_Your assignment_
An exact copy of the listing is what is needed; please output it in full.
******************************
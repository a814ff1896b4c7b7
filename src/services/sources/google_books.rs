// Google Books volume lookup: title, authors, description, categories

use async_trait::async_trait;
use reqwest::Client;
use serde::Deserialize;

use super::{send_json, SourceError, SourceFetch, SourceKind, TextSource};
use crate::models::{MediaType, Work};
use crate::services::config_store::SourceSettings;

pub const SOURCE_NAME: &str = "google_books";
const GOOGLE_BOOKS_DEFAULT_URL: &str = "https://www.googleapis.com/books/v1";

#[derive(Debug, Deserialize)]
struct VolumesResponse {
    #[serde(default)]
    items: Vec<Volume>,
}

#[derive(Debug, Deserialize)]
#[serde(rename_all = "camelCase")]
struct Volume {
    volume_info: VolumeInfo,
}

#[derive(Debug, Default, Deserialize)]
struct VolumeInfo {
    title: Option<String>,
    #[serde(default)]
    authors: Vec<String>,
    description: Option<String>,
    #[serde(default)]
    categories: Vec<String>,
}

impl VolumeInfo {
    fn into_blocks(self) -> Vec<String> {
        let mut blocks = Vec::new();
        blocks.extend(self.title);
        if !self.authors.is_empty() {
            blocks.push(self.authors.join(", "));
        }
        blocks.extend(self.description);
        if !self.categories.is_empty() {
            blocks.push(self.categories.join(", "));
        }
        blocks
    }
}

pub struct GoogleBooksSource {
    client: Client,
    base_url: String,
    api_key: Option<String>,
}

impl GoogleBooksSource {
    pub fn new(client: Client, settings: &SourceSettings) -> Self {
        Self {
            client,
            base_url: settings.base_url_or(GOOGLE_BOOKS_DEFAULT_URL),
            api_key: settings.api_key.clone(),
        }
    }
}

#[async_trait]
impl TextSource for GoogleBooksSource {
    fn name(&self) -> &str {
        SOURCE_NAME
    }

    fn kind(&self) -> SourceKind {
        SourceKind::PrimaryMetadata
    }

    fn supports(&self, media_type: MediaType) -> bool {
        media_type == MediaType::Book
    }

    async fn fetch(&self, work: &Work) -> Result<SourceFetch, SourceError> {
        let url = format!("{}/volumes", self.base_url);
        let query = format!("intitle:{}", work.title);
        let mut request = self
            .client
            .get(url)
            .query(&[("q", query.as_str()), ("maxResults", "1"), ("printType", "books")]);
        if let Some(key) = self.api_key.as_deref() {
            request = request.query(&[("key", key)]);
        }

        let response: VolumesResponse = send_json(request).await?;
        let volume = response.items.into_iter().next().ok_or(SourceError::NoMatch)?;
        Ok(SourceFetch::text(volume.volume_info.into_blocks()))
    }
}

#[cfg(test)]
mod tests {
    use super::*;

    #[test]
    fn test_volume_blocks() {
        let parsed: VolumesResponse = serde_json::from_str(
            r#"{"totalItems":1,"items":[{"volumeInfo":{
                "title":"The Fault in Our Stars",
                "authors":["John Green"],
                "description":"Hazel, a sixteen-year-old with terminal cancer...",
                "categories":["Young Adult Fiction"]}}]}"#,
        )
        .unwrap();
        let blocks = parsed.items.into_iter().next().unwrap().volume_info.into_blocks();
        assert_eq!(
            blocks,
            vec![
                "The Fault in Our Stars",
                "John Green",
                "Hazel, a sixteen-year-old with terminal cancer...",
                "Young Adult Fiction"
            ]
        );
    }

    #[test]
    fn test_empty_response_has_no_items() {
        let parsed: VolumesResponse =
            serde_json::from_str(r#"{"kind":"books#volumes","totalItems":0}"#).unwrap();
        assert!(parsed.items.is_empty());
    }
}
******************************
_Finished task_
repository a814ff1896b4c7b7
filename src/services/sources/google_books.rs
// Google Books volume lookup: title, authors, description, categories

use async_trait::async_trait;
use reqwest::Client;
use serde::Deserialize;

use super::{send_json, SourceError, SourceFetch, SourceKind, TextSource};
use crate::models::{MediaType, Work};
use crate::services::config_store::SourceSettings;

pub const SOURCE_NAME: &str = "google_books";
const GOOGLE_BOOKS_DEFAULT_URL: &str = "https://www.googleapis.com/books/v1";

#[derive(Debug, Deserialize)]
struct VolumesResponse {
    #[serde(default)]
    items: Vec<Volume>,
}

#[derive(Debug, Deserialize)]
#[serde(rename_all = "camelCase")]
struct Volume {
    volume_info: VolumeInfo,
}

#[derive(Debug, Default, Deserialize)]
struct VolumeInfo {
    title: Option<String>,
    #[serde(default)]
    authors: Vec<String>,
    description: Option<String>,
    #[serde(default)]
    categories: Vec<String>,
}

impl VolumeInfo {
    fn into_blocks(self) -> Vec<String> {
        let mut blocks = Vec::new();
        blocks.extend(self.title);
        if !self.authors.is_empty() {
            blocks.push(self.authors.join(", "));
        }
        blocks.extend(self.description);
        if !self.categories.is_empty() {
            blocks.push(self.categories.join(", "));
        }
        blocks
    }
}

pub struct GoogleBooksSource {
    client: Client,
    base_url: String,
    api_key: Option<String>,
}

impl GoogleBooksSource {
    pub fn new(client: Client, settings: &SourceSettings) -> Self {
        Self {
            client,
            base_url: settings.base_url_or(GOOGLE_BOOKS_DEFAULT_URL),
            api_key: settings.api_key.clone(),
        }
    }
}

#[async_trait]
impl TextSource for GoogleBooksSource {
    fn name(&self) -> &str {
        SOURCE_NAME
    }

    fn kind(&self) -> SourceKind {
        SourceKind::PrimaryMetadata
    }

    fn supports(&self, media_type: MediaType) -> bool {
        media_type == MediaType::Book
    }

    async fn fetch(&self, work: &Work) -> Result<SourceFetch, SourceError> {
        let url = format!("{}/volumes", self.base_url);
        let query = format!("intitle:{}", work.title);
        let mut request = self
            .client
            .get(url)
            .query(&[("q", query.as_str()), ("maxResults", "1"), ("printType", "books")]);
        if let Some(key) = self.api_key.as_deref() {
            request = request.query(&[("key", key)]);
        }

        let response: VolumesResponse = send_json(request).await?;
        let volume = response.items.into_iter().next().ok_or(SourceError::NoMatch)?;
        Ok(SourceFetch::text(volume.volume_info.into_blocks()))
    }
}

#[cfg(test)]
mod tests {
    use super::*;

    #[test]
    fn test_volume_blocks() {
        let parsed: VolumesResponse = serde_json::from_str(
            r#"{"totalItems":1,"items":[{"volumeInfo":{
                "title":"The Fault in Our Stars",
                "authors":["John Green"],
                "description":"Hazel, a sixteen-year-old with terminal cancer...",
                "categories":["Young Adult Fiction"]}}]}"#,
        )
        .unwrap();
        let blocks = parsed.items.into_iter().next().unwrap().volume_info.into_blocks();
        assert_eq!(
            blocks,
            vec![
                "The Fault in Our Stars",
                "John Green",
                "Hazel, a sixteen-year-old with terminal cancer...",
                "Young Adult Fiction"
            ]
        );
    }

    #[test]
    fn test_empty_response_has_no_items() {
        let parsed: VolumesResponse =
            serde_json::from_str(r#"{"kind":"books#volumes","totalItems":0}"#).unwrap();
        assert!(parsed.items.is_empty());
    }
}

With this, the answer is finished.